Local 802 provided many wonderful opportunities for both of my parents, most notably when my father was accused in the 1950s of being a Communist sympathizer by the House Un-American Activities Committee. A clever lawyer from Local 802 defended Dad and he never had to appear before the committee. His career was not interrupted. We are all very grateful to Local 802 for that gift and for all the rest it has provided all these years.

I wrote a book about my parents called “My Father Wakes Up Laughing.” Their legacy is not only that they were very accomplished musicians, but that they approached all they did with an intense loving energy which endeared them to so many.

I’m convinced, along with many others, that the music Dad lived and breathed is what kept this irresistible man going and going. He and my mother were truly Rockland County treasures. I feel very blessed to be their daughter!
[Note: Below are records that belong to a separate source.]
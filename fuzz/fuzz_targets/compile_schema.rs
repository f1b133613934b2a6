#![no_main]

use libfuzzer_sys::fuzz_target;

// Fuzz target: schema loading and compilation.
//
// Feeds arbitrary text as a JSON schema document. Anything that loads
// must either compile to parseable Rust or fail with a CompileError;
// the compiler must never panic.
fuzz_target!(|data: &[u8]| {
    let Ok(json) = std::str::from_utf8(data) else {
        return;
    };
    if let Ok(generated) = ksy_compiler::compile_str(json) {
        assert!(syn::parse_file(&generated.module).is_ok(), "{}", generated.module);
    }
});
The music that started in the Simons family has passed down four generations. I teach piano privately and also a music class called Music Together. My daughter plays both classical and jazz clarinet; when she was a senior in high school, she performed the Mozart clarinet concerto with Dad’s orchestra. My grandchildren are very serious musicians: musical twins who play viola and piano (and also sing); a bassist brother; and a violist cousin of theirs. They are very much invested in making music their lives and Dad was thrilled to follow them. A few years ago, we presented a multi-generational performance of the Mozart G-minor piano quartet with Dad on violin, me on piano and the great-grandkids on cello and viola. That was very special.

A year ago, when my Dad turned 100, he became the oldest conductor in the world when he conducted Samuel Barber’s “Adagio for Strings” at a 9/11 memorial concert in Nyack. He was planning on conducting a similar concert this fall.

Besides myself, my Dad is survived by my brother Elliott, three grandchildren and six great-grandchildren.

Thanks Mom and Dad, for all you did. It’s been a wonderful, joyful ride.

This tribute was edited from a piece that Ms. Simons wrote for the January 2015 issue of Allegro, when her father was just about to turn 98.